Unless it just tasted like the filthiest rot you can think of, I'd still bottle or keg it at the appropriate time and see what the final product tastes like.

I don't think you can fix infected. Many accidentally infected brews don't taste good. But why give up on it?

Yours doesn't look infected. I just bottled yesterday and I had funny looking clumps floating on and a inch below the surface. Probably should have investigated them, but they sort of looked like yeast clumped up on hops or maybe a piece of malt clumped with yeast that must have got into the FV.

I did use a different type yeast that I've not used before.
 
Hard to see from your photos; but the first one just appears to be yeast dropping down from the remains of the krausen, which is normal. The second photo, while blurry, seems to show some white on the surface with lines radiating out. That is known as a pellicle, and does indicate some sort of infection. If there are also largish bubbles lingering on the surface, that appear slimy, this is also an almost-sure indication of an infection.

Is your beer ruined? This is a question we see very often. Can it be saved, into something drinkable?
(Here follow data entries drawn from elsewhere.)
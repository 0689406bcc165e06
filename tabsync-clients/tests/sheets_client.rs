//! SheetsClient against a local mock of the Sheets v4 values API.

use mockito::{Matcher, Server};
use serde_json::json;

use tabsync_clients::SheetsClient;
use tabsync_core::config::SheetsConfig;
use tabsync_core::{RowNumber, SheetStore};

const HEADER_PATH: &str = r"^/v4/spreadsheets/abc/values/.+1(%3A|:)1$";
const TAB_PATH: &str = r"^/v4/spreadsheets/abc/values/(%27|')Sheet1(%27|')$";

fn client(server: &Server) -> SheetsClient {
    SheetsClient::new(&SheetsConfig {
        spreadsheet_id: "abc".into(),
        access_token: "token".into(),
        sheet_name: "Sheet1".into(),
        api_base: server.url(),
    })
}

#[test]
fn header_is_the_first_row() {
    let mut server = Server::new();
    let mock = server
        .mock("GET", Matcher::Regex(HEADER_PATH.into()))
        .match_header("authorization", "Bearer token")
        .with_status(200)
        .with_body(json!({"values": [["Name", "Status", "Notion Page ID"]]}).to_string())
        .create();

    let header = client(&server).get_header().expect("header");

    mock.assert();
    assert_eq!(header, ["Name", "Status", "Notion Page ID"]);
}

#[test]
fn empty_sheet_has_empty_header() {
    let mut server = Server::new();
    server
        .mock("GET", Matcher::Regex(HEADER_PATH.into()))
        .with_status(200)
        .with_body(r#"{"range":"Sheet1!A1:Z1","majorDimension":"ROWS"}"#)
        .create();

    assert!(client(&server).get_header().expect("header").is_empty());
}

#[test]
fn rows_are_numbered_from_two_and_keep_gaps() {
    let mut server = Server::new();
    server
        .mock("GET", Matcher::Regex(TAB_PATH.into()))
        .with_status(200)
        .with_body(
            json!({"values": [
                ["Name", "Done"],
                ["Alpha", true],
                [],
                ["Gamma"],
            ]})
            .to_string(),
        )
        .create();

    let rows = client(&server).get_all_rows().expect("rows");

    let numbers: Vec<usize> = rows.iter().map(|r| r.number.0).collect();
    assert_eq!(numbers, [2, 3, 4]);
    assert_eq!(rows[0].cells, ["Alpha", "TRUE"]);
    assert!(rows[1].cells.is_empty());
    assert_eq!(rows[2].cell(1), "");
}

#[test]
fn append_returns_row_from_updated_range() {
    let mut server = Server::new();
    let mock = server
        .mock("POST", Matcher::Regex(r":append$".into()))
        .match_query(Matcher::AllOf(vec![
            Matcher::UrlEncoded("valueInputOption".into(), "RAW".into()),
            Matcher::UrlEncoded("insertDataOption".into(), "INSERT_ROWS".into()),
        ]))
        .match_body(Matcher::PartialJson(json!({"values": [["Alpha", "p1"]]})))
        .with_status(200)
        .with_body(
            json!({
                "spreadsheetId": "abc",
                "updates": {"updatedRange": "Sheet1!A9:B9", "updatedRows": 1}
            })
            .to_string(),
        )
        .create();

    let row = client(&server)
        .append_row(&["Alpha".to_string(), "p1".to_string()])
        .expect("append");

    mock.assert();
    assert_eq!(row, RowNumber(9));
}

#[test]
fn update_puts_raw_values_at_row() {
    let mut server = Server::new();
    let mock = server
        .mock("PUT", Matcher::Regex(r"A4$".into()))
        .match_query(Matcher::UrlEncoded("valueInputOption".into(), "RAW".into()))
        .match_body(Matcher::PartialJson(json!({"values": [["Alpha", "p1"]]})))
        .with_status(200)
        .with_body(r#"{"updatedRows":1}"#)
        .create();

    client(&server)
        .update_row(RowNumber(4), &["Alpha".to_string(), "p1".to_string()])
        .expect("update");

    mock.assert();
}

#[test]
fn server_errors_are_transient() {
    let mut server = Server::new();
    server
        .mock("GET", Matcher::Regex(HEADER_PATH.into()))
        .with_status(503)
        .with_body(r#"{"error":{"code":503,"message":"The service is currently unavailable."}}"#)
        .create();

    let err = client(&server).get_header().expect_err("503");

    assert!(err.is_transient());
    assert!(err.to_string().contains("currently unavailable"), "{err}");
}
This is subjective. If you package it now, and (assuming final gravity has been reached, and you are bottling) keep those packages in a temperature-controlled environment (relatively cool, also where they won't cause any damage if they explode, consider a rubbermaid tub with a lid), you might have something drinkable. Then again, you may not. Many of us experienced homebrewers have stories of our first brews that turned out moderately drinkable, but also with what we call "bottle bombs"; which are just what the name implies. Many infections continue to ferment whatever sugars they can find in a bottle, creating more co2, that may (or may not) cause the bottle to explode. I've had a few of those, as have many of us.
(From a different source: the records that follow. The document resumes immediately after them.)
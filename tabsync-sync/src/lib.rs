//! # tabsync-sync
//!
//! Record reconciliation between a structured store and a spreadsheet.
//!
//! Call [`run_forward_sync`] to push store records into the sheet, or
//! [`run_reverse_sync`] to push sheet rows into the store. Both take the
//! collaborators as trait objects and return a [`SyncReport`].

pub mod error;
mod forward;
pub mod index;
pub mod lock;
pub mod memory;
pub mod pipeline;
pub mod progress;
pub mod report;
mod reverse;
pub mod schema;
pub mod throttle;

pub use error::SyncError;
pub use lock::{SyncLock, SyncSlot};
pub use pipeline::{run, run_forward_sync, run_reverse_sync, RunOptions};
pub use progress::{emit, CancelFlag, ItemOutcome, ProgressCallback, SyncProgress};
pub use report::{Direction, FailureKind, ItemFailure, SyncReport, SyncWarning};
pub use schema::{FieldMapping, MappedField, ResolvedSchema};
pub use throttle::{RetryPolicy, Throttle};
//! tabsync core library: domain types, property codec, config, errors.
//!
//! Public API surface:
//! - [`types`]: records, rows, property types/values, schemas
//! - [`codec`]: per-type `encode` / `decode`
//! - [`config`]: [`SyncConfig`] load / validate / template
//! - [`remote`]: [`RecordStore`] and [`SheetStore`] collaborator traits
//! - [`error`]: [`CodecError`], [`ConfigError`], [`RemoteError`]

pub mod codec;
pub mod config;
pub mod error;
pub mod remote;
pub mod types;

pub use config::SyncConfig;
pub use error::{CodecError, ConfigError, RemoteError};
pub use remote::{RecordStore, SheetStore};
pub use types::{
    Properties, PropertySchema, PropertyType, PropertyValue, Record, RecordId, Row, RowNumber,
    SheetSchema,
};
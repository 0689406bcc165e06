//! Contracts of the two remote collaborators.
//!
//! The sync engine only ever talks to these traits; the HTTP clients in
//! `tabsync-clients` and the in-memory stores in `tabsync-sync` implement
//! them. Every call may fail with a [`RemoteError`] tagged transient or
//! permanent, which decides whether the engine retries it.

use crate::error::RemoteError;
use crate::types::{Properties, PropertySchema, Record, RecordId, Row, RowNumber};

/// The structured, property-typed record store.
pub trait RecordStore: Send + Sync {
    /// Property schema of the database.
    fn get_schema(&self) -> Result<PropertySchema, RemoteError>;

    /// Every record, in the store's native listing order.
    fn list_records(&self) -> Result<Vec<Record>, RemoteError>;

    /// Create a record and return its newly assigned identifier.
    fn create_record(&self, properties: &Properties) -> Result<RecordId, RemoteError>;

    /// Overwrite the given properties of an existing record.
    fn update_record(&self, id: &RecordId, properties: &Properties) -> Result<(), RemoteError>;
}

/// The flat spreadsheet.
pub trait SheetStore: Send + Sync {
    /// Cells of row 1. Empty when the sheet has no header.
    fn get_header(&self) -> Result<Vec<String>, RemoteError>;

    /// Every row below the header, top to bottom, with its 1-based number.
    fn get_all_rows(&self) -> Result<Vec<Row>, RemoteError>;

    /// Append a row after the last occupied one and return its number.
    fn append_row(&self, values: &[String]) -> Result<RowNumber, RemoteError>;

    /// Overwrite the cells of an existing row, starting at column A.
    fn update_row(&self, row: RowNumber, values: &[String]) -> Result<(), RemoteError>;
}
use std::path::PathBuf;

use thiserror::Error;

use tabsync_sync::Direction;

/// Error surface for the daemon runtime, runner and socket protocol.
#[derive(Debug, Error)]
pub enum DaemonError {
    #[error("I/O error at {path}: {source}")]
    Io {
        path: PathBuf,
        #[source]
        source: std::io::Error,
    },

    #[error("config error: {0}")]
    Config(#[from] tabsync_core::ConfigError),

    #[error("sync error: {0}")]
    Sync(#[from] tabsync_sync::SyncError),

    #[error("JSON error: {0}")]
    Json(#[from] serde_json::Error),

    #[error("channel closed: {0}")]
    ChannelClosed(&'static str),

    #[error("a {direction} sync is already running")]
    Busy { direction: Direction },

    #[error("sync failed: {0}")]
    SyncFailed(String),

    #[error("daemon protocol error: {0}")]
    Protocol(String),

    #[error("daemon is not running (socket missing: {socket})")]
    DaemonNotRunning { socket: PathBuf },
}

pub(crate) fn io_err(path: impl Into<PathBuf>, source: std::io::Error) -> DaemonError {
    DaemonError::Io {
        path: path.into(),
        source,
    }
}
The important thing, here, is to discover WHY you may have ended up with an infected batch. Sanitation is not only key, but essential. Everything that touches your beer post-boil must be sanitized; not necessarily sterile, but you need to make every effort to keep anything nasty OUT of the finished product. Did you open the fermenter a few times during fermentation? Skimp on sanitizing anything used to transfer the wort to the fermenter? There's no shame here, just know many of us have done the same thing. Read, read, read, READ! And I cannot stress this enough; sanitation is VERY important, as is PATIENCE. The one ingredient that is never listed in a beer recipe, but SHOULD be. DO NOT open the fermenter (as tempting as it may be) until at least a week after pitching yeast. Give those yeasties a chance to do their job.

And, if this batch should turn out horrible? Learn from your mistakes and try again! This site has a wealth of information on almost all aspects of homebrewing, and all of us love to help new brewers succeed.
 
If I have a infected batch, it’s dumped then everything that came in con5act with it gets a chlorine soak for a day. Some brewers like to use Bret on infected beers but not me, or our taste preference
 
I admire these one gallon brewers. I can drink one gallon in a good night with friends. Definitively easy in two nights at weekend.
:bigmug:

I use to do that too. However as I've aged, I can't drink so much without doing the knee crawling thing. And my circle of friends and gotten smaller as we die off. So getting rid of 5 gallons of beer is a challenge.

1 - 2½ gallon brews make more sense for those in my circumstances. It also lets me brew more often and play with various things that might change the qualities of the beer.
 
I used oak cubes once, pre-soaked in Rum for a week. They still infected my batch.
Probably alcohol didn't soak the cubes through, so the living microbes creeped out from inside the cubes into my wort.